Background: For decades multiple trusts were used to split taxable income among separate taxpayers to exploit progressive income tax rates, i.e. the higher the income, the higher the income tax rate applied. It was only until 1984 that Congress got around to addressing the use of multiple non-trusts for income tax avoidance with the Tax Reform Act of 1984  when it adopted what is now known as IRC 643(f).

  • IRC 643(f): IRC 643(f) provides that if there are two or more trusts, they are going to be treated as one trust if the trusts have substantially the same grantors and substantially the same primary beneficiaries, and the principal purpose of the multiple trusts is avoidance of income tax. Moreover, under IRC 643(f) spouses will be treated as one person.
  • Compressed Income Tax Rates: The concept of using multiple non-grantor trusts for tax avoidance was further impacted when compressed income tax brackets for trusts and estates first appeared under the Tax Reform Act of 1986. Today, the compression in income tax brackets for trusts detracts from the use of non-grantor trusts, if a trust is at the highest marginal income tax bracket with reported income just over $13,000. [For comparison purposes, an individual is at the highest marginal income tax bracket at $523,600, and joint filers are at the highest marginal income tax bracket at income over $628,300.]

Reasons for Non-Grantor Trusts: Despite the reasons why there is not much of a reason to use multiple non-grantor trusts, there are still good reasons to use a non-grantor trust.

  • The Grantor Does Not Want to Pay the Trust’s Taxes: While grantor trusts are used to consume the grantor’s taxable estate through the payment of that trust’s income tax liability (a tax-free gift to the trust beneficiaries under Revenue Ruling 2004-64) a grantor may need their own cash flow, they may be illiquid, or they may not have the cash to pay the trust’s income tax liability. In these situations, a non-grantor trust would make more sense than a grantor trust.
  • Defer State Income Taxes: If a non-grantor trust is established in a handful of jurisdictions [Delaware, Nevada, Alaska, Texas, Florida] the trust may not have to pay any state income taxes, if there is no sourced-income from the estate where the trust is sitused. Consequently, an out-of-state non-grantor trust can save income taxes if that state has little nexus to the trust.
  • IRC 199A Deduction: This is the 20% income tax deduction that was created under the 2017 Tax Act. For individuals, this income tax deduction is limited or phased out, subject to wage and asset ‘tests’ once income exceeds $164,900. Each non-grantor trust has its own phase-out limit. If multiple non-grantor trusts owned qualified businesses, each one of those non-grantor trusts would receive its own IRC 199A 20% deduction, and its own phase out limit.

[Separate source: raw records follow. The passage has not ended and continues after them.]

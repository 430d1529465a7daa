//! SQLite-backed role store

use anyhow::{Context, Result};
use async_trait::async_trait;
use sqlx::{Row, SqlitePool};
use uuid::Uuid;

use super::RoleStore;
use crate::models::Role;

const ROLE_COLUMNS: &str =
    "id, name, display_name, description, is_system, created_at, updated_at";

/// Repository for the `roles` table
#[derive(Clone)]
pub struct SqliteRoleStore {
    pool: SqlitePool,
}

impl SqliteRoleStore {
    pub fn new(pool: SqlitePool) -> Self {
        Self { pool }
    }
}

#[async_trait]
impl RoleStore for SqliteRoleStore {
    async fn list(&self) -> Result<Vec<Role>> {
        let rows = sqlx::query(&format!(
            "SELECT {} FROM roles ORDER BY is_system DESC, name ASC",
            ROLE_COLUMNS
        ))
        .fetch_all(&self.pool)
        .await
        .context("Failed to fetch roles")?;

        rows.iter().map(row_to_role).collect()
    }

    async fn get(&self, id: &Uuid) -> Result<Option<Role>> {
        let row = sqlx::query(&format!("SELECT {} FROM roles WHERE id = ?", ROLE_COLUMNS))
            .bind(id.to_string())
            .fetch_optional(&self.pool)
            .await
            .context("Failed to fetch role")?;

        row.as_ref().map(row_to_role).transpose()
    }

    async fn find_by_name(&self, name: &str) -> Result<Option<Role>> {
        let row = sqlx::query(&format!("SELECT {} FROM roles WHERE name = ?", ROLE_COLUMNS))
            .bind(name)
            .fetch_optional(&self.pool)
            .await
            .context("Failed to fetch role by name")?;

        row.as_ref().map(row_to_role).transpose()
    }

    async fn insert(&self, role: &Role) -> Result<()> {
        sqlx::query(
            "INSERT INTO roles (id, name, display_name, description, is_system, created_at, updated_at)
             VALUES (?, ?, ?, ?, ?, ?, ?)",
        )
        .bind(role.id.to_string())
        .bind(&role.name)
        .bind(&role.display_name)
        .bind(&role.description)
        .bind(role.is_system)
        .bind(role.created_at.to_rfc3339())
        .bind(role.updated_at.to_rfc3339())
        .execute(&self.pool)
        .await
        .context("Failed to create role")?;

        Ok(())
    }

    async fn update(&self, role: &Role) -> Result<bool> {
        let result = sqlx::query(
            "UPDATE roles SET display_name = ?, description = ?, updated_at = ? WHERE id = ?",
        )
        .bind(&role.display_name)
        .bind(&role.description)
        .bind(role.updated_at.to_rfc3339())
        .bind(role.id.to_string())
        .execute(&self.pool)
        .await
        .context("Failed to update role")?;

        Ok(result.rows_affected() > 0)
    }

    async fn delete(&self, id: &Uuid) -> Result<bool> {
        let result = sqlx::query("DELETE FROM roles WHERE id = ?")
            .bind(id.to_string())
            .execute(&self.pool)
            .await
            .context("Failed to delete role")?;

        Ok(result.rows_affected() > 0)
    }
}

fn row_to_role(row: &sqlx::sqlite::SqliteRow) -> Result<Role> {
    let id_str: String = row.get("id");
    let created_at_str: String = row.get("created_at");
    let updated_at_str: String = row.get("updated_at");

    Ok(Role {
        id: Uuid::parse_str(&id_str).map_err(|_| anyhow::anyhow!("Invalid UUID: {}", id_str))?,
        name: row.get("name"),
        display_name: row.get("display_name"),
        description: row.get("description"),
        is_system: row.get("is_system"),
        created_at: chrono::DateTime::parse_from_rfc3339(&created_at_str)
            .map(|dt| dt.with_timezone(&chrono::Utc))
            .unwrap_or_else(|_| chrono::Utc::now()),
        updated_at: chrono::DateTime::parse_from_rfc3339(&updated_at_str)
            .map(|dt| dt.with_timezone(&chrono::Utc))
            .unwrap_or_else(|_| chrono::Utc::now()),
    })
}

SALT Limitation: The 2017 Tax Act also created the state and local tax (SALT) limitation on deductible state and local taxes of $10,000. Non-grantor trusts could be used to create multiple owners of an asset to each claim their own $10,000 limitation. Example: A mansion has a real property tax of $40,000 each year. The owner transfers title of the home to 4 non-grantor trusts, one for each of the owner’s children. Each of those non-grantor trusts could deduct its pro rata share of the real property tax for the year, or $10,000. If the home remained in the name of the owner, then $30,000 of the $40,000 property tax bill could not be deducted.